Тут какой-то старый, хромой, небритый и в мятом пальто эмигрант, отставший от группы евреев и тащивший одной рукой фибровый чемодан, а другой – плачущего пятилетнего внука, споткнулся и упал на своем подломившемся протезе, брякнувшись лицом о промерзший бетон перрона. Половина его деревянной ноги отлетела в сторону пограничника с овчаркой, от чего собака тут же взмыла в воздух, в прыжке схватила этот кусок протеза и, притворно рыча, стала терзать его в своих белых молодых клыках, предлагая старику игру в «А ну-ка, отними!». Солдат закричал ей: «Фу! Брось! Оставить!» – испуганный еврейский ребенок заревел в полный голос, а инвалид сел на землю с окровавленным лицом. Разом учуяв запах этой крови, собака оставила в покое его протез и ощерилась теперь уже не игривым, а грозным рычанием.

– Кошмар! Идем отсюда! – брезгливо сказала жена лейтенанта.

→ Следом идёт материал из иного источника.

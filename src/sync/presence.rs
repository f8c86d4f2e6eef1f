//! Participant registry for session presence.
//!
//! This module tracks who is in a session and their live status:
//! - Join order, which is also the order every listing is returned in
//! - Round-robin color assignment from a fixed palette
//! - Cursor positions, typing indicators and online flags
//!
//! Participants are keyed by session. Removal is an explicit delete, never a
//! flag flip, so a participant absent from the registry has never joined.

use dashmap::DashMap;
use parking_lot::Mutex;
use serde::{Deserialize, Serialize};
use std::sync::atomic::{AtomicBool, Ordering};
use std::sync::Arc;
use tracing::debug;

use super::{ParticipantId, SessionId, SyncError, SyncResult};

/// Colors handed out in join order
pub const DEFAULT_PALETTE: [&str; 8] = [
    "#FF6B6B", "#4ECDC4", "#45B7D1", "#FFA07A", "#98D8C8", "#F7DC6F", "#BB8FCE", "#85C1E2",
];

const AVATAR_BASE_URL: &str = "https://api.dicebear.com/7.x/avataaars/svg?seed=";

/// 1-based cursor position in the shared document
#[derive(Debug, Clone, Copy, PartialEq, Eq, Serialize, Deserialize)]
pub struct CursorPosition {
    #[serde(alias = "lineNumber")]
    pub line: u32,
    pub column: u32,
}

impl CursorPosition {
    pub fn new(line: u32, column: u32) -> Self {
        Self { line, column }
    }

    pub fn validate(&self) -> SyncResult<()> {
        if self.line == 0 || self.column == 0 {
            return Err(SyncError::InvalidMessage(format!(
                "cursor position is 1-based, got {}:{}",
                self.line, self.column
            )));
        }
        Ok(())
    }
}

/// A member of a session
#[derive(Debug, Clone, PartialEq, Eq, Serialize, Deserialize)]
#[serde(rename_all = "camelCase")]
pub struct Participant {
    pub id: ParticipantId,
    pub name: String,
    pub avatar: String,
    /// Assigned color (hex)
    pub color: String,
    pub is_online: bool,
    #[serde(default)]
    pub is_typing: bool,
    /// Last reported cursor; kept even while offline
    pub cursor: Option<CursorPosition>,
}

impl Participant {
    fn new(name: impl Into<String>, color: impl Into<String>) -> Self {
        let name = name.into();
        Self {
            id: uuid::Uuid::new_v4().to_string(),
            avatar: avatar_url(&name),
            name,
            color: color.into(),
            is_online: true,
            is_typing: false,
            cursor: None,
        }
    }

    /// Apply only the fields present in `patch`
    fn apply(&mut self, patch: &ParticipantPatch) {
        if let Some(cursor) = patch.cursor {
            self.cursor = Some(cursor);
        }
        if let Some(is_typing) = patch.is_typing {
            self.is_typing = is_typing;
        }
        if let Some(is_online) = patch.is_online {
            self.is_online = is_online;
        }
    }
}

/// Partial participant update; absent fields are left unchanged
#[derive(Debug, Clone, Default, PartialEq, Eq, Serialize, Deserialize)]
#[serde(rename_all = "camelCase")]
pub struct ParticipantPatch {
    #[serde(default)]
    pub cursor: Option<CursorPosition>,
    #[serde(default)]
    pub is_typing: Option<bool>,
    #[serde(default)]
    pub is_online: Option<bool>,
}

impl ParticipantPatch {
    pub fn cursor(cursor: CursorPosition) -> Self {
        Self {
            cursor: Some(cursor),
            ..Default::default()
        }
    }

    pub fn is_empty(&self) -> bool {
        self.cursor.is_none() && self.is_typing.is_none() && self.is_online.is_none()
    }
}

pub fn avatar_url(name: &str) -> String {
    format!("{}{}", AVATAR_BASE_URL, name)
}

/// Ordered participant list of one session
#[derive(Debug, Default)]
struct Roster {
    participants: Mutex<Vec<Participant>>,
    dirty: AtomicBool,
    /// Set under `participants` when the list leaves the registry
    evicted: AtomicBool,
}

impl Roster {
    fn with_participants(participants: Vec<Participant>) -> Self {
        Self {
            participants: Mutex::new(participants),
            dirty: AtomicBool::new(false),
            evicted: AtomicBool::new(false),
        }
    }

    fn is_evicted(&self) -> bool {
        self.evicted.load(Ordering::Acquire)
    }

    fn mark_dirty(&self) {
        self.dirty.store(true, Ordering::Release);
    }

    fn take_dirty(&self) -> bool {
        self.dirty.swap(false, Ordering::AcqRel)
    }
}

/// Registry of participants across all sessions
#[derive(Debug)]
pub struct ParticipantRegistry {
    rosters: DashMap<SessionId, Arc<Roster>>,
    palette: Vec<String>,
}

impl ParticipantRegistry {
    pub fn new() -> Self {
        Self::with_palette(DEFAULT_PALETTE.iter().map(|c| c.to_string()).collect())
    }

    /// Use a custom palette. An empty palette falls back to the default one.
    pub fn with_palette(palette: Vec<String>) -> Self {
        let palette = if palette.is_empty() {
            DEFAULT_PALETTE.iter().map(|c| c.to_string()).collect()
        } else {
            palette
        };
        Self {
            rosters: DashMap::new(),
            palette,
        }
    }

    pub fn palette(&self) -> &[String] {
        &self.palette
    }

    /// Start an empty list for a newly created session
    pub fn open(&self, session_id: &str) {
        self.rosters
            .entry(session_id.to_string())
            .or_insert_with(|| Arc::new(Roster::default()));
    }

    /// Add a participant to a session.
    ///
    /// The session's list must have been opened or restored first; joining an
    /// unloaded session fails with [`SyncError::SessionNotFound`].
    /// `admit` sees the current list under the session's lock and may refuse
    /// the join. `on_change` runs under the same lock with the new list.
    pub fn join<A, F>(
        &self,
        session_id: &str,
        name: &str,
        admit: A,
        on_change: F,
    ) -> SyncResult<Participant>
    where
        A: FnOnce(&[Participant]) -> SyncResult<()>,
        F: FnOnce(&[Participant]),
    {
        let roster = self.live_roster(session_id)?;
        let mut participants = roster.participants.lock();
        if roster.is_evicted() {
            return Err(SyncError::SessionNotFound(session_id.to_string()));
        }

        admit(&participants)?;

        let color = &self.palette[participants.len() % self.palette.len()];
        let participant = Participant::new(name, color.as_str());
        participants.push(participant.clone());
        roster.mark_dirty();
        on_change(&participants);

        debug!(
            session_id,
            participant_id = %participant.id,
            color = %participant.color,
            "Participant joined"
        );
        Ok(participant)
    }

    /// Participants in join order; empty when nobody has joined
    pub fn list(&self, session_id: &str) -> Vec<Participant> {
        self.roster(session_id)
            .map(|roster| roster.participants.lock().clone())
            .unwrap_or_default()
    }

    pub fn get(&self, session_id: &str, participant_id: &str) -> Option<Participant> {
        let roster = self.roster(session_id)?;
        let participants = roster.participants.lock();
        participants.iter().find(|p| p.id == participant_id).cloned()
    }

    /// Partial update of one participant
    pub fn patch<F>(
        &self,
        session_id: &str,
        participant_id: &str,
        patch: &ParticipantPatch,
        on_change: F,
    ) -> SyncResult<Participant>
    where
        F: FnOnce(&[Participant]),
    {
        if let Some(cursor) = &patch.cursor {
            cursor.validate()?;
        }

        let roster = self.live_roster(session_id)?;
        let mut participants = roster.participants.lock();
        if roster.is_evicted() {
            return Err(SyncError::SessionNotFound(session_id.to_string()));
        }

        let participant = participants
            .iter_mut()
            .find(|p| p.id == participant_id)
            .ok_or_else(|| SyncError::ParticipantNotFound(participant_id.to_string()))?;
        participant.apply(patch);
        let updated = participant.clone();

        roster.mark_dirty();
        on_change(&participants);
        Ok(updated)
    }

    /// Remove a participant. Returns whether anything was removed;
    /// `on_change` only runs when it was.
    pub fn leave<F>(&self, session_id: &str, participant_id: &str, on_change: F) -> SyncResult<bool>
    where
        F: FnOnce(&[Participant]),
    {
        let roster = self.live_roster(session_id)?;
        let mut participants = roster.participants.lock();
        if roster.is_evicted() {
            return Err(SyncError::SessionNotFound(session_id.to_string()));
        }

        let before = participants.len();
        participants.retain(|p| p.id != participant_id);
        if participants.len() == before {
            return Ok(false);
        }

        roster.mark_dirty();
        on_change(&participants);
        debug!(session_id, participant_id, "Participant left");
        Ok(true)
    }

    pub fn count(&self, session_id: &str) -> usize {
        self.roster(session_id)
            .map(|roster| roster.participants.lock().len())
            .unwrap_or(0)
    }

    pub fn total_participants(&self) -> usize {
        self.rosters
            .iter()
            .map(|entry| entry.value().participants.lock().len())
            .sum()
    }

    /// Install a list loaded from storage, unless one is already loaded
    pub fn restore(&self, session_id: &str, participants: Vec<Participant>) {
        self.rosters
            .entry(session_id.to_string())
            .or_insert_with(|| Arc::new(Roster::with_participants(participants)));
    }

    /// Lists modified since the last call
    pub fn take_dirty(&self) -> Vec<(SessionId, Vec<Participant>)> {
        let rosters: Vec<(SessionId, Arc<Roster>)> = self
            .rosters
            .iter()
            .map(|entry| (entry.key().clone(), entry.value().clone()))
            .collect();

        rosters
            .into_iter()
            .filter(|(_, roster)| roster.take_dirty())
            .map(|(id, roster)| {
                let participants = roster.participants.lock().clone();
                (id, participants)
            })
            .collect()
    }

    pub fn mark_dirty(&self, session_id: &str) {
        if let Some(roster) = self.roster(session_id) {
            roster.mark_dirty();
        }
    }

    /// Drop a session's list from memory
    pub fn evict(&self, session_id: &str) -> Option<Vec<Participant>> {
        self.evict_with(session_id, |_| {})
    }

    /// Drop a session's list from memory after `persist` has seen it.
    ///
    /// Runs under the list's lock, so a change racing the eviction is either
    /// in what `persist` sees or refused with [`SyncError::SessionNotFound`].
    pub fn evict_with<F>(&self, session_id: &str, persist: F) -> Option<Vec<Participant>>
    where
        F: FnOnce(&[Participant]),
    {
        let roster = self.roster(session_id)?;
        let participants = roster.participants.lock();
        if roster.is_evicted() {
            return None;
        }
        roster.evicted.store(true, Ordering::Release);
        persist(&participants);
        self.rosters
            .remove_if(session_id, |_, current| Arc::ptr_eq(current, &roster));
        Some(participants.clone())
    }

    fn roster(&self, session_id: &str) -> Option<Arc<Roster>> {
        self.rosters.get(session_id).map(|entry| entry.value().clone())
    }

    fn live_roster(&self, session_id: &str) -> SyncResult<Arc<Roster>> {
        self.roster(session_id)
            .ok_or_else(|| SyncError::SessionNotFound(session_id.to_string()))
    }
}

impl Default for ParticipantRegistry {
    fn default() -> Self {
        Self::new()
    }
}
//! CodeLive server binary.

use anyhow::Context;
use std::sync::Arc;
use tracing::info;

use codelive_server::api::{self, AppState};
use codelive_server::config::ServerConfig;
use codelive_server::storage::SessionDb;
use codelive_server::sync::protocol::PROTOCOL_VERSION;
use codelive_server::sync::SyncServer;

#[tokio::main]
async fn main() -> anyhow::Result<()> {
    // Load environment variables before the filter reads RUST_LOG
    dotenvy::dotenv().ok();

    tracing_subscriber::fmt()
        .with_env_filter(
            tracing_subscriber::EnvFilter::try_from_default_env()
                .unwrap_or_else(|_| "codelive_server=info,tower_http=info".into()),
        )
        .init();

    let config = ServerConfig::from_env().context("Invalid configuration")?;

    info!("Initializing storage at: {}", config.storage.path);
    let storage = SessionDb::open(&config.storage).context("Failed to open storage")?;

    let sync = Arc::new(SyncServer::new(storage, config.sync.clone()));
    let background = sync.clone().start_background_tasks();

    let app = api::router(Arc::new(AppState::new(sync.clone())));

    let addr = config.addr();
    info!("CodeLive server v{} starting", env!("CARGO_PKG_VERSION"));
    info!("   Protocol version: {}", PROTOCOL_VERSION);
    info!("   Listening on: http://{}", addr);
    info!("   WebSocket: ws://{}/v1/sessions/:id/ws", addr);
    info!("   Health check: http://{}/health", addr);

    let listener = tokio::net::TcpListener::bind(addr)
        .await
        .with_context(|| format!("Failed to bind to {}", addr))?;

    axum::serve(listener, app)
        .with_graceful_shutdown(shutdown_signal())
        .await
        .context("Server error")?;

    info!("Shutting down, saving sessions");
    sync.shutdown();
    background.wait().await;

    Ok(())
}

async fn shutdown_signal() {
    if let Err(e) = tokio::signal::ctrl_c().await {
        tracing::error!("Failed to listen for shutdown signal: {}", e);
        std::future::pending::<()>().await;
    }
}
impl ServerMessage {
    pub fn message_type(&self) -> MessageType {
        match self {
            ServerMessage::Welcome { .. } => MessageType::Welcome,
            ServerMessage::Error { .. } => MessageType::Error,
            ServerMessage::DocumentChanged(_) => MessageType::DocumentChanged,
            ServerMessage::Participants(_) => MessageType::Participants,
            ServerMessage::EditAccepted(_) => MessageType::EditAccepted,
            ServerMessage::EditConflict(_) => MessageType::EditConflict,
            ServerMessage::LanguageChanged(_) => MessageType::LanguageChanged,
            ServerMessage::Joined(_) => MessageType::Joined,
            ServerMessage::ParticipantUpdated(_) => MessageType::ParticipantUpdated,
            ServerMessage::Left { .. } => MessageType::Left,
            ServerMessage::Pong { .. } => MessageType::Pong,
        }
    }
}

/// Protocol codec for encoding/decoding messages
pub struct SyncProtocol;

impl SyncProtocol {
    /// Encode a client message to bytes
    pub fn encode_client(msg: &ClientMessage) -> Result<Bytes, ProtocolError> {
        Self::frame(msg.message_type(), &bincode::serialize(msg)?)
    }

    /// Encode a server message to bytes
    pub fn encode_server(msg: &ServerMessage) -> Result<Bytes, ProtocolError> {
        Self::frame(msg.message_type(), &bincode::serialize(msg)?)
    }

    /// Decode a client message from a binary frame
    pub fn decode_client(data: &[u8]) -> Result<ClientMessage, ProtocolError> {
        let (msg_type, payload) = Self::unframe(data)?;
        let msg: ClientMessage = bincode::deserialize(payload)?;
        Self::check_type(msg_type, msg.message_type())?;
        Ok(msg)
    }

    /// Decode a server message from a binary frame
    pub fn decode_server(data: &[u8]) -> Result<ServerMessage, ProtocolError> {
        let (msg_type, payload) = Self::unframe(data)?;
        let msg: ServerMessage = bincode::deserialize(payload)?;
        Self::check_type(msg_type, msg.message_type())?;
        Ok(msg)
    }

    /// Decode a client message sent as a JSON text frame
    pub fn decode_client_text(text: &str) -> Result<ClientMessage, ProtocolError> {
        Ok(serde_json::from_str(text)?)
    }

    /// Create an error response message
    pub fn error_response(code: ErrorCode, message: impl Into<String>) -> ServerMessage {
        ServerMessage::Error {
            code,
            message: message.into(),
        }
    }

    fn frame(msg_type: MessageType, payload: &[u8]) -> Result<Bytes, ProtocolError> {
        if payload.len() + HEADER_LEN > MAX_MESSAGE_SIZE {
            return Err(ProtocolError::MessageTooLarge(
                payload.len() + HEADER_LEN,
                MAX_MESSAGE_SIZE,
            ));
        }

        let mut buf = BytesMut::with_capacity(HEADER_LEN + payload.len());
        buf.put_u8(PROTOCOL_VERSION);
        buf.put_u8(msg_type as u8);
        buf.put_u24(payload.len() as u32);
        buf.put_slice(payload);

        Ok(buf.freeze())
    }

    fn unframe(data: &[u8]) -> Result<(MessageType, &[u8]), ProtocolError> {
        if data.len() < HEADER_LEN {
            return Err(ProtocolError::InvalidFormat(
                "Message too short".to_string(),
            ));
        }

        let mut cursor = Cursor::new(data);

        let version = cursor.get_u8();
        if version != PROTOCOL_VERSION {
            return Err(ProtocolError::VersionMismatch(PROTOCOL_VERSION, version));
        }

        let msg_type = MessageType::try_from(cursor.get_u8())?;
        let payload_len = cursor.get_uint(3) as usize;

        if data.len() < HEADER_LEN + payload_len {
            return Err(ProtocolError::InvalidFormat(format!(
                "Expected {} bytes, got {}",
                HEADER_LEN + payload_len,
                data.len()
            )));
        }

        Ok((msg_type, &data[HEADER_LEN..HEADER_LEN + payload_len]))
    }

    fn check_type(header: MessageType, decoded: MessageType) -> Result<(), ProtocolError> {
        if header != decoded {
            return Err(ProtocolError::InvalidFormat(format!(
                "Header type {:?} does not match payload {:?}",
                header, decoded
            )));
        }
        Ok(())
    }
}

Инвалид с разбитым лицом попробовал встать, но тут же опять завалился набок и только тут обнаружил, что его протез сломался и одна нога короче другой. Окровавленный и одноногий, в мятом пальто, вспоротой меховой шапке, с ревущим рядом сопливым внуком, он был похож на алкаша, вывалившегося из сельского винно-водочного магазина.

– Я не понимаю, зачем их выпускают! – сказал лейтенант дипломату. – Только нашу страну позорят!

И вдруг из этого окровавленного человекообрубка до лейтенанта донеслись слова:

– Ты, артиллерия! Ты можешь из миномета в печную трубу попасть? А?

– Что он говорит? – переспросил лейтенант у дипломата.

– Он спрашивает, можешь ли ты из миномета в печную трубу попасть, – сказала юная жена лейтенанта.

– Это еще зачем? – спросил у нее лейтенант.

– А я могу! – сказал инвалид и, опираясь на плечо своего внука, встал. – И внука научу. Так что встретимся на Голанских высотах! Пошли, Менахем!

И, опираясь на плечо ребенка, запрыгал по платформе к четвертому вагону, где шла посадка всех эмигрантов.

– Эй! – крикнул ему пограничник. – Ногу возьми!

– Я возьму, – сказал Степняк и, подобрав протез и чемодан инвалида, тоже пошел в сторону четвертого и третьего вагонов. Там он увидел знакомую фигуру Анны Сигал, которая втаскивала в вагон деревянную клетку со своим золотым эрдельтерьером.